In the Feb. 10 hearing before Judge O’Toole, Justice Department attorney Eric Hamilton called the buyout plan a “humane off-ramp” for workers fearing layoffs. But Elena Goldstein, a lawyer for the unions, called it a “slap-dash” scheme that “failed to consider the continued functioning of government.”

The administration claims that 65,000 workers, about 3% of the federal workforce, have agreed to resign, but that has not been independently verified.

Red and blue states duel

A group of 22 Republican state attorney generals, headed by Austin Knudsen of Montana, argued in an amicus brief that because Article II of the Constitution says “executive Power shall be vested in a President,” Trump therefore has unrestricted “authority to supervise and remove federal employees,” and thus to offer them “voluntary deferred retirement.” They dismissed the unions’ argument that the directive violates federal law as “various unsupported and speculative reasons.”

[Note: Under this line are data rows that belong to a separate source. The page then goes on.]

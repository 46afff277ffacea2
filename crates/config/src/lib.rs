#![deny(clippy::pedantic, unsafe_code)]
#![allow(clippy::module_name_repetitions)]

//! Configuration management for sluice
//!
//! This crate handles loading and merging configuration from:
//! - Default values (hard-coded)
//! - Configuration file (~/.config/sluice/config.toml)
//! - Environment variables
//! - CLI flags (applied by the app)
//!
//! Raw values are validated into the core types (`RetryPolicy`,
//! `ProgressConfig`, `NetConfig`) on access, so a bad value is reported
//! against its configuration key.

mod sections;

pub use sections::{
    AuthConfig, ChecksumConfig, CopyConfig, DecryptConfig, NetworkConfig, ProgressReportConfig,
    RetryConfig, RetryStrategy,
};

use serde::{Deserialize, Serialize};
use sluice_errors::{ConfigError, Error, NetworkError};
use sluice_net::{
    parse_url, ClientCredentials, CredentialProvider, NetClient, NetConfig, NoCredentials,
    RetryPolicy, StaticToken,
};
use sluice_transfer::{DecryptionContext, ProgressConfig};
use std::path::{Path, PathBuf};
use std::sync::Arc;
use std::time::Duration;
use tokio::fs;
use url::Url;

/// Main configuration structure
#[derive(Debug, Clone, Serialize, Deserialize, Default)]
pub struct Config {
    #[serde(default)]
    pub retry: RetryConfig,

    #[serde(default)]
    pub copy: CopyConfig,

    #[serde(default)]
    pub progress: ProgressReportConfig,

    #[serde(default)]
    pub network: NetworkConfig,

    #[serde(default)]
    pub auth: AuthConfig,

    #[serde(default)]
    pub checksum: ChecksumConfig,

    #[serde(default)]
    pub decrypt: DecryptConfig,
}

impl Config {
    /// Get the default config file path
    ///
    /// # Errors
    ///
    /// Returns an error if the system config directory cannot be determined.
    pub fn default_path() -> Result<PathBuf, Error> {
        let config_dir = dirs::config_dir().ok_or_else(|| ConfigError::NotFound {
            path: "config directory".to_string(),
        })?;
        Ok(config_dir.join("sluice").join("config.toml"))
    }

    /// Load configuration from file
    ///
    /// # Errors
    ///
    /// Returns an error if the file cannot be read or if the file contents
    /// contain invalid TOML syntax that cannot be parsed.
    pub async fn load_from_file(path: &Path) -> Result<Self, Error> {
        let contents = fs::read_to_string(path)
            .await
            .map_err(|_| ConfigError::NotFound {
                path: path.display().to_string(),
            })?;

        toml::from_str(&contents)
            .map_err(|e| ConfigError::ParseError {
                message: e.to_string(),
            })
            .map_err(Into::into)
    }

    /// Load configuration with fallback to defaults
    ///
    /// # Errors
    ///
    /// Returns an error if the configuration file exists but cannot be read
    /// or contains invalid TOML syntax.
    pub async fn load() -> Result<Self, Error> {
        let config_path = Self::default_path()?;

        if config_path.exists() {
            tracing::debug!(path = %config_path.display(), "loading configuration");
            Self::load_from_file(&config_path).await
        } else {
            Ok(Self::default())
        }
    }

    /// Load configuration from an optional path or use default
    ///
    /// # Errors
    ///
    /// Returns an error if the config file cannot be read or parsed
    pub async fn load_or_default(path: Option<&Path>) -> Result<Self, Error> {
        match path {
            Some(config_path) => Self::load_from_file(config_path).await,
            None => Self::load().await,
        }
    }

    /// Merge with environment variables
    ///
    /// # Errors
    ///
    /// Returns an error if environment variables contain invalid values
    /// that cannot be parsed into the expected types.
    pub fn merge_env(&mut self) -> Result<(), Error> {
        // SLUICE_RETRY_STRATEGY
        if let Ok(strategy) = std::env::var("SLUICE_RETRY_STRATEGY") {
            self.retry.strategy = strategy.parse().map_err(|value| ConfigError::InvalidValue {
                field: "SLUICE_RETRY_STRATEGY".to_string(),
                value,
            })?;
        }

        // SLUICE_RETRY_MAX_ATTEMPTS
        if let Ok(attempts) = std::env::var("SLUICE_RETRY_MAX_ATTEMPTS") {
            self.retry.max_attempts = parse_env("SLUICE_RETRY_MAX_ATTEMPTS", attempts)?;
        }

        // SLUICE_BUFFER_SIZE
        if let Ok(size) = std::env::var("SLUICE_BUFFER_SIZE") {
            self.copy.buffer_size = parse_env("SLUICE_BUFFER_SIZE", size)?;
        }

        // SLUICE_PROGRESS_PERIOD_SECS
        if let Ok(period) = std::env::var("SLUICE_PROGRESS_PERIOD_SECS") {
            self.progress.period_secs = parse_env("SLUICE_PROGRESS_PERIOD_SECS", period)?;
        }

        // SLUICE_BEARER_TOKEN
        if let Ok(token) = std::env::var("SLUICE_BEARER_TOKEN") {
            if !token.is_empty() {
                self.auth.bearer_token = Some(token);
            }
        }

        // SLUICE_DECRYPT_BINARY
        if let Ok(binary) = std::env::var("SLUICE_DECRYPT_BINARY") {
            self.decrypt.binary_path = PathBuf::from(binary);
        }

        // SLUICE_SECRET_KEY
        if let Ok(key) = std::env::var("SLUICE_SECRET_KEY") {
            self.decrypt.secret_key_path = Some(PathBuf::from(key));
        }

        Ok(())
    }

    /// Validated retry policy
    ///
    /// # Errors
    ///
    /// Returns `InvalidValue` for `max_attempts == 0`, a multiplier below 1
    /// or an initial delay above the maximum.
    pub fn retry_policy(&self) -> Result<RetryPolicy, Error> {
        let retry = &self.retry;
        match retry.strategy {
            RetryStrategy::Fixed => RetryPolicy::fixed(
                retry.max_attempts,
                Duration::from_millis(retry.backoff_period_ms),
            ),
            RetryStrategy::Exponential => RetryPolicy::exponential(
                retry.max_attempts,
                Duration::from_millis(retry.initial_delay_ms),
                Duration::from_millis(retry.max_delay_ms),
                retry.multiplier,
            ),
        }
    }

    /// Validated progress schedule
    ///
    /// # Errors
    ///
    /// Returns `InvalidValue` if the period is zero.
    pub fn progress(&self) -> Result<ProgressConfig, Error> {
        ProgressConfig::new(
            Duration::from_secs(self.progress.initial_delay_secs),
            Duration::from_secs(self.progress.period_secs),
        )
    }

    /// Copy buffer size in bytes
    ///
    /// # Errors
    ///
    /// Returns `InvalidValue` if the size is zero.
    pub fn buffer_size(&self) -> Result<usize, Error> {
        if self.copy.buffer_size == 0 {
            return Err(ConfigError::InvalidValue {
                field: "copy.buffer_size".to_string(),
                value: "0".to_string(),
            }
            .into());
        }
        Ok(self.copy.buffer_size)
    }

    #[must_use]
    pub fn net_config(&self) -> NetConfig {
        let mut net = NetConfig {
            connect_timeout: Duration::from_secs(self.network.connect_timeout_secs),
            read_timeout: Duration::from_secs(self.network.read_timeout_secs),
            ..NetConfig::default()
        };
        if let Some(user_agent) = &self.network.user_agent {
            net.user_agent.clone_from(user_agent);
        }
        net
    }

    /// Base URL for relative sources, if configured
    ///
    /// # Errors
    ///
    /// Returns `InvalidValue` if `network.base_url` is not an http(s) URL.
    pub fn base_url(&self) -> Result<Option<Url>, Error> {
        self.network
            .base_url
            .as_deref()
            .map(|raw| {
                parse_url(raw, None).map_err(|_| {
                    Error::from(ConfigError::InvalidValue {
                        field: "network.base_url".to_string(),
                        value: raw.to_string(),
                    })
                })
            })
            .transpose()
    }

    /// Credential provider described by `[auth]`
    ///
    /// A static bearer token wins over the client-credentials grant.
    ///
    /// # Errors
    ///
    /// Returns `MissingField` when the grant is only partially configured and
    /// `InvalidValue` for a malformed token URL.
    pub fn credential_provider(
        &self,
        client: &NetClient,
    ) -> Result<Arc<dyn CredentialProvider>, Error> {
        let auth = &self.auth;
        if let Some(token) = &auth.bearer_token {
            return Ok(Arc::new(StaticToken::new(token.clone())));
        }

        let Some(token_url) = &auth.token_url else {
            return Ok(Arc::new(NoCredentials));
        };
        let token_url = parse_url(token_url, None).map_err(|e| match e {
            Error::Network(NetworkError::InvalidUrl(_)) => Error::from(ConfigError::InvalidValue {
                field: "auth.token_url".to_string(),
                value: token_url.clone(),
            }),
            other => other,
        })?;
        let client_id = auth.client_id.clone().ok_or_else(|| missing("auth.client_id"))?;
        let client_secret = auth
            .client_secret
            .clone()
            .ok_or_else(|| missing("auth.client_secret"))?;

        Ok(Arc::new(ClientCredentials::new(
            client.clone(),
            token_url,
            client_id,
            client_secret,
            auth.scope.clone(),
        )))
    }

    /// Decryption settings, with the key path overridable from the CLI
    ///
    /// # Errors
    ///
    /// Returns `MissingField` without a secret key and propagates
    /// [`DecryptionContext::new`] validation failures.
    pub fn decryption_context(
        &self,
        secret_key_override: Option<&Path>,
    ) -> Result<DecryptionContext, Error> {
        let key = secret_key_override
            .map(Path::to_path_buf)
            .or_else(|| self.decrypt.secret_key_path.clone())
            .ok_or_else(|| missing("decrypt.secret_key_path"))?;
        DecryptionContext::new(&self.decrypt.binary_path, key, self.decrypt.shell.clone())
    }
}

fn parse_env<T: std::str::FromStr>(field: &str, value: String) -> Result<T, Error> {
    value.parse().map_err(|_| {
        ConfigError::InvalidValue {
            field: field.to_string(),
            value,
        }
        .into()
    })
}

fn missing(field: &str) -> Error {
    ConfigError::MissingField {
        field: field.to_string(),
    }
    .into()
}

“Plaintiffs seek to inject this Court into federal workforce decisions made by the President and his team,” they complain, after citing Trump v. United States, the July 2024 Supreme Court decision that the President could not be prosecuted for acts that were part of his official duties.

A group of Democratic attorney generals from 20 states and Washington, D.C., meanwhile, filed a brief arguing that the directive would revive the 19th-century “spoils system” and severely impair federal services such as disaster relief and the already badly understaffed Social Security Administration and veterans’ hospitals.

“It also forces our Nation’s public servants—many with decades of experience and a wealth of institutional knowledge—to make a choice of tremendous potential consequence with minimal, constantly shifting information, all with thinly veiled threats of possible termination,” they said.

The lawsuit is among a spate of litigation challenging the administration’s efforts to eliminate government agencies, lay off thousands of workers or put them on administrative leave, and void provisions in union contracts.

Trump, however, might ignore any court order. He and his personnel hatchet man, Elon Musk, selected the U.S. Agency for International Development as their first target for destruction, issuing orders to put thousands of workers on leave and give those working abroad 30 days to move back to the U.S. On February 7, a federal court blocked those orders. But when staffers showed up for work at its Washington headquarters on Monday, February 10, they were barred from entering the building.

“Article II allows me to do whatever I want,” Trump told ABC News interviewer George Stephanopoulos in 2019.